- EXERCISE DESCRIPTION -
Write the data below out again, exactly as each line reads.
+-------+
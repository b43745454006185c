use super::events::{UpdateEvent, UpdateListener};
use super::scanner::scan_installed;
use crate::catalog::CatalogClient;
use crate::config::UpdaterConfig;
use crate::error::{UpdateError, UpdateStep};
use crate::models::UpdateReport;
use crate::profile::Profile;
use crate::registry::ArtifactRegistry;
use crate::utils::version::is_newer;
use std::sync::Arc;

/// Compares every tracked mod of a profile with the catalog.
pub struct UpdateChecker {
    catalog: Arc<dyn CatalogClient>,
    listener: Arc<dyn UpdateListener>,
    config: UpdaterConfig,
}

impl UpdateChecker {
    pub fn new(
        catalog: Arc<dyn CatalogClient>,
        listener: Arc<dyn UpdateListener>,
        config: UpdaterConfig,
    ) -> Self {
        Self {
            catalog,
            listener,
            config,
        }
    }

    /// Produce one report per tracked mod.
    ///
    /// A catalog failure for one mod is recorded on its report and the check
    /// moves on; only scanning the profile itself can fail the whole call.
    pub async fn check_for_updates(
        &self,
        profile: &Profile,
    ) -> Result<Vec<UpdateReport>, UpdateError> {
        let registry = ArtifactRegistry::new(profile.registry_path());
        let artifacts = scan_installed(profile, &registry, &self.config)
            .await
            .map_err(|e| UpdateError::fs(UpdateStep::Scan, e))?;

        let total = artifacts.len();
        log::info!(
            "[UpdateChecker] Checking {} mods of profile {} ({})",
            total,
            profile.id,
            profile.compatibility
        );
        self.listener.on_event(UpdateEvent::UpdateCheckStarted {
            artifact_count: total,
        });

        let mut reports = Vec::with_capacity(total);
        for (index, artifact) in artifacts.into_iter().enumerate() {
            self.listener.on_event(UpdateEvent::CheckingMod {
                name: artifact.display_name.clone(),
                position: index + 1,
                total,
            });

            let report = match self
                .catalog
                .latest_version(&artifact.catalog_id, &profile.compatibility)
                .await
            {
                Ok(latest) if is_newer(&latest.version_number, &artifact.current_version) => {
                    log::info!(
                        "[UpdateChecker] {} {} -> {}",
                        artifact.display_name,
                        artifact.current_version,
                        latest.version_number
                    );
                    UpdateReport::available(artifact, latest)
                }
                Ok(latest) => {
                    log::debug!(
                        "[UpdateChecker] {} is up to date ({} >= {})",
                        artifact.display_name,
                        artifact.current_version,
                        latest.version_number
                    );
                    UpdateReport::up_to_date(artifact)
                }
                Err(e) => {
                    log::warn!(
                        "[UpdateChecker] Failed to check {}: {}",
                        artifact.display_name,
                        e
                    );
                    UpdateReport::failed(artifact, e.to_string())
                }
            };
            reports.push(report);
        }

        let updates_available = reports.iter().filter(|r| r.has_update).count();
        log::info!(
            "[UpdateChecker] {} of {} mods have updates",
            updates_available,
            total
        );
        self.listener.on_event(UpdateEvent::UpdateCheckCompleted {
            reports: reports.clone(),
            updates_available,
        });

        Ok(reports)
    }
}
+-------+
- SOLVED PROBLEM -
repository b43745454006185c
use super::events::{UpdateEvent, UpdateListener};
use super::scanner::scan_installed;
use crate::catalog::CatalogClient;
use crate::config::UpdaterConfig;
use crate::error::{UpdateError, UpdateStep};
use crate::models::UpdateReport;
use crate::profile::Profile;
use crate::registry::ArtifactRegistry;
use crate::utils::version::is_newer;
use std::sync::Arc;

/// Compares every tracked mod of a profile with the catalog.
pub struct UpdateChecker {
    catalog: Arc<dyn CatalogClient>,
    listener: Arc<dyn UpdateListener>,
    config: UpdaterConfig,
}

impl UpdateChecker {
    pub fn new(
        catalog: Arc<dyn CatalogClient>,
        listener: Arc<dyn UpdateListener>,
        config: UpdaterConfig,
    ) -> Self {
        Self {
            catalog,
            listener,
            config,
        }
    }

    /// Produce one report per tracked mod.
    ///
    /// A catalog failure for one mod is recorded on its report and the check
    /// moves on; only scanning the profile itself can fail the whole call.
    pub async fn check_for_updates(
        &self,
        profile: &Profile,
    ) -> Result<Vec<UpdateReport>, UpdateError> {
        let registry = ArtifactRegistry::new(profile.registry_path());
        let artifacts = scan_installed(profile, &registry, &self.config)
            .await
            .map_err(|e| UpdateError::fs(UpdateStep::Scan, e))?;

        let total = artifacts.len();
        log::info!(
            "[UpdateChecker] Checking {} mods of profile {} ({})",
            total,
            profile.id,
            profile.compatibility
        );
        self.listener.on_event(UpdateEvent::UpdateCheckStarted {
            artifact_count: total,
        });

        let mut reports = Vec::with_capacity(total);
        for (index, artifact) in artifacts.into_iter().enumerate() {
            self.listener.on_event(UpdateEvent::CheckingMod {
                name: artifact.display_name.clone(),
                position: index + 1,
                total,
            });

            let report = match self
                .catalog
                .latest_version(&artifact.catalog_id, &profile.compatibility)
                .await
            {
                Ok(latest) if is_newer(&latest.version_number, &artifact.current_version) => {
                    log::info!(
                        "[UpdateChecker] {} {} -> {}",
                        artifact.display_name,
                        artifact.current_version,
                        latest.version_number
                    );
                    UpdateReport::available(artifact, latest)
                }
                Ok(latest) => {
                    log::debug!(
                        "[UpdateChecker] {} is up to date ({} >= {})",
                        artifact.display_name,
                        artifact.current_version,
                        latest.version_number
                    );
                    UpdateReport::up_to_date(artifact)
                }
                Err(e) => {
                    log::warn!(
                        "[UpdateChecker] Failed to check {}: {}",
                        artifact.display_name,
                        e
                    );
                    UpdateReport::failed(artifact, e.to_string())
                }
            };
            reports.push(report);
        }

        let updates_available = reports.iter().filter(|r| r.has_update).count();
        log::info!(
            "[UpdateChecker] {} of {} mods have updates",
            updates_available,
            total
        );
        self.listener.on_event(UpdateEvent::UpdateCheckCompleted {
            reports: reports.clone(),
            updates_available,
        });

        Ok(reports)
    }
}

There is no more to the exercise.